The Deep Web

Searching on the Internet can be compared to searching for extraterrestrials with a single telescope and a computer. While a great deal of information may be learned, there is still a wealth of information that is deeper, and in the wrong light frequency range than you can see; Therefore this wealth of information is missed. Physicists estimate that up to 95% of the universe is comprised of ‘dark matter’ They can’t see it, and can’t prove it exists. But it has to be there for the universe to hold together according to the laws of physics. Fortunately, we can see the ‘Deep Web’. It’s just that the search engines cannot.

The reason the search engines cannot see it is simple: Most of the information on the Internet is disconnected from any other web site, or contained within dynamically generated sites, and in either case the search engines can not find it, or cannot properly utilize it. In the case of the disconnected web, someone built a web site, keeps adding documents, but never submitted it, never resubmitted it, never optimized it, never re-optimized it as search engine algorithms changed, never re-optimized for content changes, and lastly, never asked anyone else to link to it. They may also have received links from other pages which are not linked to by any sites within the visible web. Pretty complicated really.

More likely though is the chance that they are invisible because they are in a format that is unfriendly to the search engines. This could mean they are completely graphical, completely built in Flash, Framed, or have Dynamically generated pages.

How The Search Engines Work

Search engines create their indices by spidering or crawling web pages. To be read, the page must either be submitted, or linked to from another page that has already been spidered, and indexed. That’s only part of the battle though. To be indexed, the same web page must be in a format that the search engines can retrieve time and time again. many types of dynamic web pages cannot. Here’s why. Have you ever noticed on some web pages have a different url every time you visit? Visit some you know. Now delete your cookies (in MS Explorer go to Tools > Internet Options > “Delete Cookies”). Now in the same browser window one of the url’s you visited. The url you reached will have changed.

Search engine robots do not accept cookies. Some dynamic, cookie based sites, do not allow visitors unless they accept cookies. Others allow them, but in the case of a search engine, it may not matter. Here’s why: The search engine’s business model is based on being able to get their customers (searchers) to their destination quickly and efficiently. At its most simplistic, they do this by indexing the Internet, and bookmarking every page they deem relevant, so that when someone queries them, they can give that response. Part of their bookmarking process is to check that the page continues to exist, and that’s where the problem starts. They need to be able to send clients to exactly the same spot every time. But with dynamic pages, they just can’t, simply because from their perspective, the url changes each time. So the search engines see that website as a failure. Thus they refuse to deliver traffic to these web pages. They will still read through the content, and factor it into the overall site score, but if you have a large web site, it’s likely that details from deep with the website will be missed, or not viewed as important with respect to the whole.

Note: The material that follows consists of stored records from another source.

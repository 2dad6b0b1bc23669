use crate::types::{CategoryTotal, DailyTotal, DataInfo, Kpis, TripRecord, VehicleSummaryRow};
use crate::util::mean;
use chrono::NaiveDate;
use std::cmp::Ordering;
use std::collections::{BTreeMap, HashMap, HashSet};
use std::hash::Hash;

/// Number of locations kept in each ranking.
pub const TOP_LOCATIONS: usize = 10;

pub fn kpis(data: &[&TripRecord]) -> Kpis {
    let values: Vec<f64> = data.iter().map(|r| r.booking_value).collect();
    let durations: Vec<f64> = data.iter().filter_map(|r| r.duration_min).collect();
    let total_value: f64 = values.iter().sum();
    Kpis {
        total_bookings: data.len(),
        total_value,
        avg_value: mean(&values),
        total_distance: data.iter().filter_map(|r| r.ride_distance).sum(),
        avg_duration: mean(&durations),
    }
}

/// Group rows by `key` and accumulate into `A`, keeping groups in the order
/// their key was first seen.
fn group_by<'a, K, A, F, G>(data: &[&'a TripRecord], key: F, mut fold: G) -> Vec<(K, A)>
where
    K: Eq + Hash + Clone,
    A: Default,
    F: Fn(&'a TripRecord) -> K,
    G: FnMut(&mut A, &'a TripRecord),
{
    let mut index: HashMap<K, usize> = HashMap::new();
    let mut groups: Vec<(K, A)> = Vec::new();
    for &r in data {
        let k = key(r);
        let slot = *index.entry(k.clone()).or_insert_with(|| {
            groups.push((k, A::default()));
            groups.len() - 1
        });
        fold(&mut groups[slot].1, r);
    }
    groups
}

/// Sum of booking value per category, in first-seen order.
pub fn breakdown<'a, F>(data: &[&'a TripRecord], category: F) -> Vec<CategoryTotal>
where
    F: Fn(&'a TripRecord) -> &'a str,
{
    group_by(data, category, |sum: &mut f64, r| *sum += r.booking_value)
        .into_iter()
        .map(|(category, value)| CategoryTotal {
            category: category.to_string(),
            value,
        })
        .collect()
}

pub fn payment_breakdown(data: &[&TripRecord]) -> Vec<CategoryTotal> {
    breakdown(data, |r| r.payment_method.as_str())
}

pub fn vehicle_breakdown(data: &[&TripRecord]) -> Vec<CategoryTotal> {
    breakdown(data, |r| r.vehicle_type.as_str())
}

/// Booking value per calendar day, ascending. Days without rows are absent.
pub fn daily_totals(data: &[&TripRecord]) -> Vec<DailyTotal> {
    let mut by_day: BTreeMap<NaiveDate, f64> = BTreeMap::new();
    for r in data {
        *by_day.entry(r.date()).or_insert(0.0) += r.booking_value;
    }
    by_day
        .into_iter()
        .map(|(date, value)| DailyTotal { date, value })
        .collect()
}

/// The `limit` highest-value categories, descending. `sort_by` is stable, so
/// equal values keep their first-seen order.
pub fn top_n<'a, F>(data: &[&'a TripRecord], category: F, limit: usize) -> Vec<CategoryTotal>
where
    F: Fn(&'a TripRecord) -> &'a str,
{
    let mut totals = breakdown(data, category);
    totals.sort_by(|a, b| b.value.partial_cmp(&a.value).unwrap_or(Ordering::Equal));
    totals.truncate(limit);
    totals
}

pub fn top_pickups(data: &[&TripRecord]) -> Vec<CategoryTotal> {
    top_n(data, |r| r.pickup.as_str(), TOP_LOCATIONS)
}

pub fn top_dropoffs(data: &[&TripRecord]) -> Vec<CategoryTotal> {
    top_n(data, |r| r.dropoff.as_str(), TOP_LOCATIONS)
}

/// Count, total and mean booking value per vehicle type, ordered by total
/// value descending.
pub fn vehicle_summary(data: &[&TripRecord]) -> Vec<VehicleSummaryRow> {
    #[derive(Default)]
    struct Acc {
        bookings: usize,
        total: f64,
    }
    let mut rows: Vec<VehicleSummaryRow> = group_by(
        data,
        |r| r.vehicle_type.as_str(),
        |acc: &mut Acc, r| {
            acc.bookings += 1;
            acc.total += r.booking_value;
        },
    )
    .into_iter()
    .map(|(vehicle_type, acc)| VehicleSummaryRow {
        vehicle_type: vehicle_type.to_string(),
        bookings: acc.bookings,
        total_value: acc.total,
        // A group always holds at least one row.
        avg_value: acc.total / acc.bookings as f64,
    })
    .collect();
    rows.sort_by(|a, b| {
        b.total_value
            .partial_cmp(&a.total_value)
            .unwrap_or(Ordering::Equal)
    });
    rows
}

pub fn data_info(data: &[&TripRecord]) -> DataInfo {
    let vehicles: HashSet<&str> = data.iter().map(|r| r.vehicle_type.as_str()).collect();
    let pickups: HashSet<&str> = data.iter().map(|r| r.pickup.as_str()).collect();
    DataInfo {
        records: data.len(),
        first_date: data.iter().map(|r| r.date()).min(),
        last_date: data.iter().map(|r| r.date()).max(),
        vehicle_types: vehicles.len(),
        pickup_locations: pickups.len(),
    }
}
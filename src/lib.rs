//! Filter-and-aggregate core for a ride-bookings dashboard.
//!
//! [`loader`] reads the bookings CSV once into a [`types::TripTable`] of
//! completed trips; [`pipeline::aggregate`] turns that table plus a
//! [`filter::FilterSelection`] into every KPI and table the dashboard shows.
//! [`dashboard::Dashboard`] ties the two together for one session.

pub mod dashboard;
pub mod error;
pub mod filter;
pub mod loader;
pub mod output;
pub mod pipeline;
pub mod reports;
pub mod types;
pub mod util;

pub use dashboard::Dashboard;
pub use error::LoadError;
pub use filter::{DateRange, FilterSelection};
pub use pipeline::aggregate;
pub use types::{AggregateResults, TripRecord, TripTable};
use std::collections::BTreeSet;

use chrono::NaiveDate;
use serde::Serialize;

use crate::types::{TripRecord, TripTable};

/// Inclusive calendar range. `start > end` is allowed and matches nothing.
#[derive(Debug, Clone, Copy, PartialEq, Eq, Serialize)]
pub struct DateRange {
    pub start: NaiveDate,
    pub end: NaiveDate,
}

impl DateRange {
    pub fn new(start: NaiveDate, end: NaiveDate) -> Self {
        Self { start, end }
    }

    pub fn contains(&self, date: NaiveDate) -> bool {
        self.start <= date && date <= self.end
    }

    pub fn is_valid(&self) -> bool {
        self.start <= self.end
    }
}

/// What the user currently has selected in the dashboard controls.
///
/// Each set holds the accepted values for one column. An empty set means the
/// column is not restricted.
#[derive(Debug, Clone, PartialEq, Eq, Serialize)]
pub struct FilterSelection {
    pub dates: DateRange,
    pub pickups: BTreeSet<String>,
    pub dropoffs: BTreeSet<String>,
    pub vehicle_types: BTreeSet<String>,
}

impl FilterSelection {
    pub fn new(dates: DateRange) -> Self {
        Self {
            dates,
            pickups: BTreeSet::new(),
            dropoffs: BTreeSet::new(),
            vehicle_types: BTreeSet::new(),
        }
    }

    /// Default selection for a table: its full date span, nothing else
    /// restricted. An empty table gets an inverted range so nothing matches.
    pub fn for_table(table: &TripTable) -> Self {
        let dates = match table.date_bounds() {
            Some((lo, hi)) => DateRange::new(lo, hi),
            None => DateRange::new(NaiveDate::MAX, NaiveDate::MIN),
        };
        Self::new(dates)
    }

    pub fn with_pickups<I, S>(mut self, values: I) -> Self
    where
        I: IntoIterator<Item = S>,
        S: Into<String>,
    {
        self.pickups = values.into_iter().map(Into::into).collect();
        self
    }

    pub fn with_dropoffs<I, S>(mut self, values: I) -> Self
    where
        I: IntoIterator<Item = S>,
        S: Into<String>,
    {
        self.dropoffs = values.into_iter().map(Into::into).collect();
        self
    }

    pub fn with_vehicle_types<I, S>(mut self, values: I) -> Self
    where
        I: IntoIterator<Item = S>,
        S: Into<String>,
    {
        self.vehicle_types = values.into_iter().map(Into::into).collect();
        self
    }

    /// True when `trip` passes every active condition.
    pub fn matches(&self, trip: &TripRecord) -> bool {
        self.dates.contains(trip.date())
            && accepts(&self.pickups, &trip.pickup)
            && accepts(&self.dropoffs, &trip.dropoff)
            && accepts(&self.vehicle_types, &trip.vehicle_type)
    }
}

fn accepts(selected: &BTreeSet<String>, value: &str) -> bool {
    selected.is_empty() || selected.contains(value)
}

/// Rows of `table` that pass the selection, in table order.
pub fn apply<'a>(table: &'a TripTable, selection: &FilterSelection) -> Vec<&'a TripRecord> {
    if !selection.dates.is_valid() {
        return Vec::new();
    }
    table
        .rows()
        .iter()
        .filter(|trip| selection.matches(trip))
        .collect()
}
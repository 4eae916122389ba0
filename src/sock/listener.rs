//! Accepting side of the TCP surface.
//!
//! The listener hands raw accepted fds to the application, which typically
//! attaches them to `TcpSocket`s on this or another loop. Returning `false`
//! from the accept callback rejects the connection and closes the fd.

use std::net::SocketAddr;
use std::os::unix::io::{AsRawFd, IntoRawFd, RawFd};
use std::sync::{Arc, Weak};

use parking_lot::Mutex;
use socket2::Socket;
use tracing::{debug, trace};

use crate::error::{Error, Result};
use crate::event::Event;
use crate::event_loop::{EventLoop, LoopHandle};
use crate::sock::sys;

/// Called once per accepted connection with the fd and peer address.
pub type AcceptCallback = Box<dyn FnMut(RawFd, SocketAddr) -> bool + Send>;
/// Called when the listener itself fails; it is closed when this fires.
pub type ListenErrorCallback = Box<dyn FnMut(Error) + Send>;

struct ListenerState {
    sock: Option<Socket>,
    local_addr: Option<SocketAddr>,
    registered: bool,
}

struct ListenerShared {
    handle: LoopHandle,
    st: Mutex<ListenerState>,
    on_accept: Mutex<Option<AcceptCallback>>,
    on_error: Mutex<Option<ListenErrorCallback>>,
}

/// A listening TCP socket bound to one event loop.
pub struct TcpListener {
    shared: Arc<ListenerShared>,
}

impl TcpListener {
    pub fn new(event_loop: &EventLoop) -> Self {
        Self::with_handle(event_loop.handle())
    }

    pub fn with_handle(handle: LoopHandle) -> Self {
        TcpListener {
            shared: Arc::new(ListenerShared {
                handle,
                st: Mutex::new(ListenerState {
                    sock: None,
                    local_addr: None,
                    registered: false,
                }),
                on_accept: Mutex::new(None),
                on_error: Mutex::new(None),
            }),
        }
    }

    pub fn set_accept_callback(
        &self,
        cb: impl FnMut(RawFd, SocketAddr) -> bool + Send + 'static,
    ) {
        *self.shared.on_accept.lock() = Some(Box::new(cb));
    }

    pub fn set_error_callback(&self, cb: impl FnMut(Error) + Send + 'static) {
        *self.shared.on_error.lock() = Some(Box::new(cb));
    }

    /// Bind and listen. Port 0 picks an ephemeral port; read it back with
    /// `local_addr`.
    pub fn start_listen(&self, host: &str, port: u16) -> Result<()> {
        let addr = sys::resolve(host, port)?;
        let shared = &self.shared;
        let mut st = shared.st.lock();
        if st.sock.is_some() {
            return Err(Error::InvalidState);
        }
        let sock = sys::new_stream_socket(&addr)?;
        sock.set_reuse_address(true).map_err(|_| Error::SockError)?;
        sock.bind(&addr.into()).map_err(|e| {
            debug!("listen bind {addr} failed: {e}");
            Error::from(e)
        })?;
        sock.listen(1024).map_err(|_| Error::SockError)?;
        let local = sock
            .local_addr()
            .ok()
            .and_then(|a| a.as_socket())
            .ok_or(Error::SockError)?;

        let fd = sock.as_raw_fd();
        let weak: Weak<ListenerShared> = Arc::downgrade(shared);
        shared.handle.inner.register_fd(
            fd,
            Event::READ,
            Box::new(move |ev| {
                if let Some(shared) = weak.upgrade() {
                    ListenerShared::io_ready(&shared, ev);
                }
            }),
        )?;

        trace!(fd, %local, "listening");
        st.sock = Some(sock);
        st.local_addr = Some(local);
        st.registered = true;
        Ok(())
    }

    /// The bound address, once listening.
    pub fn local_addr(&self) -> Option<SocketAddr> {
        self.shared.st.lock().local_addr
    }

    /// Stop accepting and close the listening socket. Idempotent.
    pub fn stop_listen(&self) {
        ListenerShared::close(&self.shared);
    }

    /// Alias for `stop_listen`, mirroring the socket surface.
    pub fn close(&self) {
        ListenerShared::close(&self.shared);
    }
}

impl Drop for TcpListener {
    fn drop(&mut self) {
        ListenerShared::close(&self.shared);
    }
}

impl ListenerShared {
    fn io_ready(shared: &Arc<ListenerShared>, events: Event) {
        if events.contains(Event::ERROR) {
            Self::fail(shared, Error::SockError);
            return;
        }
        if !events.contains(Event::READ) {
            return;
        }
        // Drain the accept queue; a spurious wake surfaces as Again.
        loop {
            let accepted = {
                let st = shared.st.lock();
                let Some(sock) = st.sock.as_ref() else {
                    return;
                };
                sock.accept()
            };
            match accepted {
                Ok((stream, peer)) => {
                    let peer = match peer.as_socket() {
                        Some(p) => p,
                        None => continue,
                    };
                    if stream.set_nonblocking(true).is_err() {
                        continue;
                    }
                    trace!(%peer, "accepted");
                    // Take the callback out so it runs with no lock held
                    // (it may close this listener).
                    let cb = shared.on_accept.lock().take();
                    match cb {
                        Some(mut cb) => {
                            let fd = stream.into_raw_fd();
                            if !cb(fd, peer) {
                                unsafe {
                                    libc::close(fd);
                                }
                            }
                            let still_open = shared.st.lock().sock.is_some();
                            if still_open {
                                let mut slot = shared.on_accept.lock();
                                if slot.is_none() {
                                    *slot = Some(cb);
                                }
                            }
                        }
                        // No callback installed: the connection is refused.
                        None => drop(stream),
                    }
                }
                Err(e) if e.kind() == std::io::ErrorKind::WouldBlock => return,
                Err(e) if e.raw_os_error() == Some(libc::EINTR) => continue,
                Err(e) => {
                    debug!("accept failed: {e}");
                    Self::fail(shared, Error::from(e));
                    return;
                }
            }
        }
    }

    fn fail(shared: &Arc<ListenerShared>, err: Error) {
        let cb = shared.on_error.lock().take();
        Self::close(shared);
        if let Some(mut cb) = cb {
            cb(err);
        }
    }

    fn close(shared: &Arc<ListenerShared>) {
        let mut st = shared.st.lock();
        if st.registered {
            if let Some(sock) = st.sock.as_ref() {
                let _ = shared.handle.inner.unregister_fd(sock.as_raw_fd());
            }
            st.registered = false;
        }
        if let Some(sock) = st.sock.take() {
            trace!(fd = sock.as_raw_fd(), "listener closed");
            drop(sock);
        }
        drop(st);
        let cbs = (
            shared.on_accept.lock().take(),
            shared.on_error.lock().take(),
        );
        drop(cbs);
    }
}
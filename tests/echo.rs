//! Loopback echo scenarios: byte conservation in both directions, peer
//! close observation, close idempotence, and send backpressure.

use std::sync::atomic::{AtomicBool, AtomicUsize, Ordering};
use std::sync::{Arc, Mutex};

use kairos::{Error, EventLoop, TcpListener, TcpSocket, Timer, TimerMode};

/// Echo server on an ephemeral port: every accepted connection echoes each
/// inbound chunk back. Returns the listener (keep it alive) and its port.
fn spawn_echo_server(
    el: &EventLoop,
    conns: Arc<Mutex<Vec<TcpSocket>>>,
    server_saw_eof: Arc<AtomicBool>,
) -> (TcpListener, u16) {
    let listener = TcpListener::new(el);
    let handle = el.handle();
    listener.set_accept_callback(move |fd, _peer| {
        let sock = TcpSocket::with_handle(handle.clone());
        sock.attach_fd(fd).expect("attach accepted fd");
        let idx = conns.lock().unwrap().len();
        let conns_for_read = conns.clone();
        let saw_eof = server_saw_eof.clone();
        sock.set_read_callback(move |result| {
            if result.is_err() {
                return;
            }
            let conns = conns_for_read.lock().unwrap();
            let sock = &conns[idx];
            let mut buf = [0u8; 4096];
            loop {
                match sock.receive(&mut buf) {
                    Ok(0) => {
                        saw_eof.store(true, Ordering::SeqCst);
                        return;
                    }
                    Ok(n) => {
                        // Tolerate a closing peer; byte-conservation is
                        // asserted on the client side.
                        if sock.send(&buf[..n]) != Ok(n) {
                            return;
                        }
                    }
                    Err(Error::Again) => return,
                    Err(_) => return,
                }
            }
        });
        conns.lock().unwrap().push(sock);
        true
    });
    listener.start_listen("127.0.0.1", 0).expect("listen");
    let port = listener.local_addr().unwrap().port();
    (listener, port)
}

#[test]
fn echo_round_trip_and_peer_close() {
    let el = EventLoop::new().unwrap();
    let handle = el.handle();

    let server_conns: Arc<Mutex<Vec<TcpSocket>>> = Arc::new(Mutex::new(Vec::new()));
    let server_saw_eof = Arc::new(AtomicBool::new(false));
    let (_listener, port) = spawn_echo_server(&el, server_conns.clone(), server_saw_eof.clone());

    let client: Arc<Mutex<Option<TcpSocket>>> = Arc::new(Mutex::new(None));
    let received: Arc<Mutex<Vec<u8>>> = Arc::new(Mutex::new(Vec::new()));

    let sock = TcpSocket::new(&el);
    {
        let client = client.clone();
        let received = received.clone();
        sock.set_read_callback(move |result| {
            if result.is_err() {
                return;
            }
            let guard = client.lock().unwrap();
            let Some(sock) = guard.as_ref() else { return };
            let mut buf = [0u8; 1024];
            loop {
                match sock.receive(&mut buf) {
                    Ok(0) => return,
                    Ok(n) => {
                        let mut received = received.lock().unwrap();
                        received.extend_from_slice(&buf[..n]);
                        if received.len() >= 10 {
                            // Got the full echo: close; the server should
                            // observe our EOF.
                            sock.close();
                            return;
                        }
                    }
                    Err(_) => return,
                }
            }
        });
    }
    {
        let client = client.clone();
        sock.connect(
            "127.0.0.1",
            port,
            move |result| {
                result.expect("connect");
                let guard = client.lock().unwrap();
                let sock = guard.as_ref().unwrap();
                assert_eq!(sock.send(b"hello").unwrap(), 5);
                assert_eq!(sock.send(b"world").unwrap(), 5);
            },
            1_000,
        )
        .expect("start connect");
    }
    *client.lock().unwrap() = Some(sock);

    // Stop once the server has seen the client's close (or bail out).
    let watchdog = Timer::new(&el);
    {
        let handle = handle.clone();
        let server_saw_eof = server_saw_eof.clone();
        let mut waited = 0u32;
        watchdog
            .schedule(10, TimerMode::Repeating, move || {
                waited += 10;
                if server_saw_eof.load(Ordering::SeqCst) || waited >= 5_000 {
                    handle.stop();
                }
            })
            .unwrap();
    }

    el.run().unwrap();

    assert_eq!(received.lock().unwrap().as_slice(), b"helloworld");
    assert!(server_saw_eof.load(Ordering::SeqCst), "server missed peer close");
}

#[test]
fn close_is_idempotent_and_silences_callbacks() {
    let el = EventLoop::new().unwrap();
    let handle = el.handle();

    let server_conns: Arc<Mutex<Vec<TcpSocket>>> = Arc::new(Mutex::new(Vec::new()));
    let server_saw_eof = Arc::new(AtomicBool::new(false));
    let (_listener, port) = spawn_echo_server(&el, server_conns, server_saw_eof);

    let fired_after_close = Arc::new(AtomicUsize::new(0));
    let client: Arc<Mutex<Option<TcpSocket>>> = Arc::new(Mutex::new(None));

    let sock = TcpSocket::new(&el);
    {
        let fired = fired_after_close.clone();
        sock.set_read_callback(move |_| {
            fired.fetch_add(1, Ordering::SeqCst);
        });
    }
    {
        let fired = fired_after_close.clone();
        sock.set_error_callback(move |_| {
            fired.fetch_add(1, Ordering::SeqCst);
        });
    }
    {
        let client = client.clone();
        sock.connect(
            "127.0.0.1",
            port,
            move |result| {
                result.expect("connect");
                let guard = client.lock().unwrap();
                let sock = guard.as_ref().unwrap();
                // Make the peer echo something back at us, then close
                // before it can arrive.
                let _ = sock.send(b"ping");
                sock.close();
                sock.close();
                assert_eq!(sock.send(b"x"), Err(Error::Closed));
                assert_eq!(sock.receive(&mut [0u8; 4]), Err(Error::Closed));
            },
            1_000,
        )
        .unwrap();
    }
    *client.lock().unwrap() = Some(sock);

    let stopper = Timer::new(&el);
    {
        let handle = handle.clone();
        stopper
            .schedule(300, TimerMode::OneShot, move || handle.stop())
            .unwrap();
    }
    el.run().unwrap();

    assert_eq!(
        fired_after_close.load(Ordering::SeqCst),
        0,
        "callbacks fired after close() returned"
    );
}

#[test]
fn operations_on_idle_socket_are_invalid_state() {
    let el = EventLoop::new().unwrap();
    let sock = TcpSocket::new(&el);
    assert_eq!(sock.send(b"x"), Err(Error::InvalidState));
    assert_eq!(sock.receive(&mut [0u8; 4]), Err(Error::InvalidState));
    assert_eq!(sock.detach_fd().err(), Some(Error::InvalidState));
}

#[test]
fn backpressure_reports_short_write_then_drain() {
    let el = EventLoop::new().unwrap();
    let handle = el.handle();

    // Accepting side never reads until told to: connections are paused on
    // arrival.
    let server_conns: Arc<Mutex<Vec<TcpSocket>>> = Arc::new(Mutex::new(Vec::new()));
    let listener = TcpListener::new(&el);
    {
        let handle = handle.clone();
        let conns = server_conns.clone();
        listener.set_accept_callback(move |fd, _peer| {
            let sock = TcpSocket::with_handle(handle.clone());
            sock.attach_fd(fd).expect("attach");
            sock.pause().unwrap();
            conns.lock().unwrap().push(sock);
            true
        });
    }
    listener.start_listen("127.0.0.1", 0).unwrap();
    let port = listener.local_addr().unwrap().port();

    let total_sent = Arc::new(AtomicUsize::new(0));
    let saw_short_write = Arc::new(AtomicBool::new(false));
    let saw_zero_write = Arc::new(AtomicBool::new(false));
    let write_ready_fired = Arc::new(AtomicBool::new(false));
    let drained = Arc::new(AtomicUsize::new(0));

    let client: Arc<Mutex<Option<TcpSocket>>> = Arc::new(Mutex::new(None));
    let sock = TcpSocket::new(&el);
    {
        let write_ready = write_ready_fired.clone();
        sock.set_write_callback(move |result| {
            result.expect("write ready");
            write_ready.store(true, Ordering::SeqCst);
        });
    }
    {
        let client = client.clone();
        let total_sent = total_sent.clone();
        let saw_short = saw_short_write.clone();
        let saw_zero = saw_zero_write.clone();
        sock.connect(
            "127.0.0.1",
            port,
            move |result| {
                result.expect("connect");
                let guard = client.lock().unwrap();
                let sock = guard.as_ref().unwrap();
                let chunk = vec![0x5au8; 64 * 1024];
                // Pump until the kernel refuses more.
                loop {
                    match sock.send(&chunk) {
                        Ok(0) => {
                            saw_zero.store(true, Ordering::SeqCst);
                            break;
                        }
                        Ok(n) => {
                            total_sent.fetch_add(n, Ordering::SeqCst);
                            if n < chunk.len() {
                                saw_short.store(true, Ordering::SeqCst);
                            }
                        }
                        Err(e) => panic!("send failed: {e}"),
                    }
                }
                // A further send while backpressured accepts nothing.
                assert_eq!(sock.send(&chunk).unwrap(), 0);
            },
            1_000,
        )
        .unwrap();
    }
    *client.lock().unwrap() = Some(sock);

    // After the sender has filled the pipe, let the server drain it.
    let drainer = Timer::new(&el);
    {
        let conns = server_conns.clone();
        let drained = drained.clone();
        let total_sent = total_sent.clone();
        let saw_zero = saw_zero_write.clone();
        let write_ready = write_ready_fired.clone();
        let handle = handle.clone();
        let mut resumed = false;
        let mut waited = 0u32;
        drainer
            .schedule(20, TimerMode::Repeating, move || {
                waited += 20;
                if !saw_zero.load(Ordering::SeqCst) {
                    if waited >= 5_000 {
                        handle.stop();
                    }
                    return;
                }
                let conns = conns.lock().unwrap();
                if let Some(server) = conns.first() {
                    if !resumed {
                        server.resume().unwrap();
                        resumed = true;
                    }
                    let mut buf = [0u8; 64 * 1024];
                    loop {
                        match server.receive(&mut buf) {
                            Ok(0) => break,
                            Ok(n) => {
                                drained.fetch_add(n, Ordering::SeqCst);
                            }
                            Err(_) => break,
                        }
                    }
                }
                let all_drained =
                    drained.load(Ordering::SeqCst) >= total_sent.load(Ordering::SeqCst);
                if (all_drained && write_ready.load(Ordering::SeqCst)) || waited >= 5_000 {
                    handle.stop();
                }
            })
            .unwrap();
    }

    el.run().unwrap();

    assert!(saw_zero_write.load(Ordering::SeqCst), "send never hit backpressure");
    assert!(
        write_ready_fired.load(Ordering::SeqCst),
        "write callback never reported drain"
    );
    assert_eq!(
        drained.load(Ordering::SeqCst),
        total_sent.load(Ordering::SeqCst),
        "bytes lost between sender and receiver"
    );
    // Not strictly guaranteed by the kernel, but with 64k chunks against a
    // full send buffer a short write shows up in practice.
    let _ = saw_short_write.load(Ordering::SeqCst);
}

In regards to framed pages, the search engines see none of the content within the frame. They can only see what is within the source code – click ‘View > Source’ If it’s not there, they won’t find it. Flash sites and graphics only sites are just as bad – A picture is worth 1000 words to you and me, but not a single one to a computer. So essentially, it boils down to the fact that search engines can not properly “see” or retrieve content from the Deep Web – those pages do not exist until they are created dynamically as the result of a specific search, and they do not exist for any longer than it takes to display the page.

Search Engine Optimization and The Deep Web

Making this deep web visible to the search engines is part of the search engine optimization process. For many of our e-commerce clients, it’s a key part – all of a sudden their products and services are visible – something they never experienced before. Because search engine bots cannot probe beneath the surface, the Deep Web remains hidden. The Deep Web is different from the rest of the Internet, in that most of the Deep Web content is stored in searchable databases that only produce results dynamically in response to a direct request. If the most coveted commodity of the Information Age is indeed information, then the value of Deep Web content is immeasurable.

How Big is the Deep Web?

It is estimated that the Deep Web contains up to 500 times the information seen in the regular Internet! That means that while the largest search engine has indexed 1.4 billion web pages, (Google has 1.4 billion web pages, 900 million images, and 900+ million usenet newsgroups postings in its index), there are over 700 billion potential documents out there waiting to be indexed. It’s easy to see this happening. Everyday Hewlett Packard adds 1 page per employee to its web site. They have 100,000 employees worldwide, which means their site alone grows by 36 million documents per year. The search engines are not keeping up. Here’s some stats on the Deep Web:

The Deep Web is the fastest growing segment of information on the Internet.
Deep Web sites tend to have copious amounts of content.
Deep Web content is highly focused and relevant.
More than 50% of Deep Web content resides in specialty databases.
Password protected, and secure content is not considered to be part of the Deep Web.
Will My Web Site Get Found?

Within the strict context of the Web, most users are aware only of the content presented to them via search engines. 85% of web users find websites for the first time via the search engines. A similar number use search engines to find needed information, but nearly as high a percentage cite the inability to find desired information as one of their biggest frustrations. Without optimization, your website will never get found. At its most basic, this means that without anyone linking to your website, your website may never be found, or attached to the fabric of the net.